What you should do> Whenever a line carries the word "struct", pull it out of the entries.

Data under study>
....

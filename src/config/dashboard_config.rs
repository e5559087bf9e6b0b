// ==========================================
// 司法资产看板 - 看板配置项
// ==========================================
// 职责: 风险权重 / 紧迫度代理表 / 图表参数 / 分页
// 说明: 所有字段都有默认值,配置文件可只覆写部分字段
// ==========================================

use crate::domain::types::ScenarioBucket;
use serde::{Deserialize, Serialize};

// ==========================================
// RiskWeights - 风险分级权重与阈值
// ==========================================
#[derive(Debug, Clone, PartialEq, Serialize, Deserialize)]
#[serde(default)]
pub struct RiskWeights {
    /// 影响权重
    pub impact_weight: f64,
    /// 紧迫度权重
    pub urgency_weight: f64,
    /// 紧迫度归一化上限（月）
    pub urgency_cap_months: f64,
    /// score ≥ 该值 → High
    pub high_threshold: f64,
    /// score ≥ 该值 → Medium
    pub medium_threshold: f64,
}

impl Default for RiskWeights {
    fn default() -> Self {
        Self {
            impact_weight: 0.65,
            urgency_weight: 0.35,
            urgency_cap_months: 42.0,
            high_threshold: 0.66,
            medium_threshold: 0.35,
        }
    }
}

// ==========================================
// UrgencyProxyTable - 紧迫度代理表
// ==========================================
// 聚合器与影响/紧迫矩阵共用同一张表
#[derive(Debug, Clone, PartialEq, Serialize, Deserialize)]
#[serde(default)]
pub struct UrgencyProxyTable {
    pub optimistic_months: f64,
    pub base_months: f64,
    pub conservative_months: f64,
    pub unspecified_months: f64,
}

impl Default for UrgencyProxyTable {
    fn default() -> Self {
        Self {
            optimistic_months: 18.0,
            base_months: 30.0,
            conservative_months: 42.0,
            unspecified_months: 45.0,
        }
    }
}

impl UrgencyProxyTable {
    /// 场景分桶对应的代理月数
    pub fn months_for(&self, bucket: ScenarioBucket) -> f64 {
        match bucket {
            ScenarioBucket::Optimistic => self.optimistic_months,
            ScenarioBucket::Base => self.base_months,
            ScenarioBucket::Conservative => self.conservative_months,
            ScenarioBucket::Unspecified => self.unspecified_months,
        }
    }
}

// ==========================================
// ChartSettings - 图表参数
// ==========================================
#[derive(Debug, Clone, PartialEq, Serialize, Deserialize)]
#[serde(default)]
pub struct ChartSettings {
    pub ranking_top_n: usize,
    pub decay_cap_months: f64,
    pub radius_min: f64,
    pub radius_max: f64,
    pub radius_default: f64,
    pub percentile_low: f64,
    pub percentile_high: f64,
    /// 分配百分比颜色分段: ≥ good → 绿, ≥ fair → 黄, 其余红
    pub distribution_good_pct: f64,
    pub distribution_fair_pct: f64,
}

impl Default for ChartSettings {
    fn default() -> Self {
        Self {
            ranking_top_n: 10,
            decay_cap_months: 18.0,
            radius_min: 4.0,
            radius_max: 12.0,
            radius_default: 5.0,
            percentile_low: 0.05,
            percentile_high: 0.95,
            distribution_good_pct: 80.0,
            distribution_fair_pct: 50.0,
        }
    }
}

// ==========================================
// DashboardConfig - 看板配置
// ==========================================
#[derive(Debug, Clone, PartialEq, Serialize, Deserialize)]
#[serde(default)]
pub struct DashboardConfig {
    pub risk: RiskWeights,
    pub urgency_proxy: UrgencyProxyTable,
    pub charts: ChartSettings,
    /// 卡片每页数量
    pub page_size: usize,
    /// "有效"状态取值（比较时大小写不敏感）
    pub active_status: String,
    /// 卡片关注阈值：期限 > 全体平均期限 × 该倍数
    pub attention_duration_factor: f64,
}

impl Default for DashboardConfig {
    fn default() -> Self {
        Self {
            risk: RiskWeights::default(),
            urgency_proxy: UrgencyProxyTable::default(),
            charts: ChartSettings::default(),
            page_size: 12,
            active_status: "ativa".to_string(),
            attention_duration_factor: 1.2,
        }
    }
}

....

Answer to the problem>
pub struct RiskWeights {
pub struct UrgencyProxyTable {
pub struct ChartSettings {
pub struct DashboardConfig {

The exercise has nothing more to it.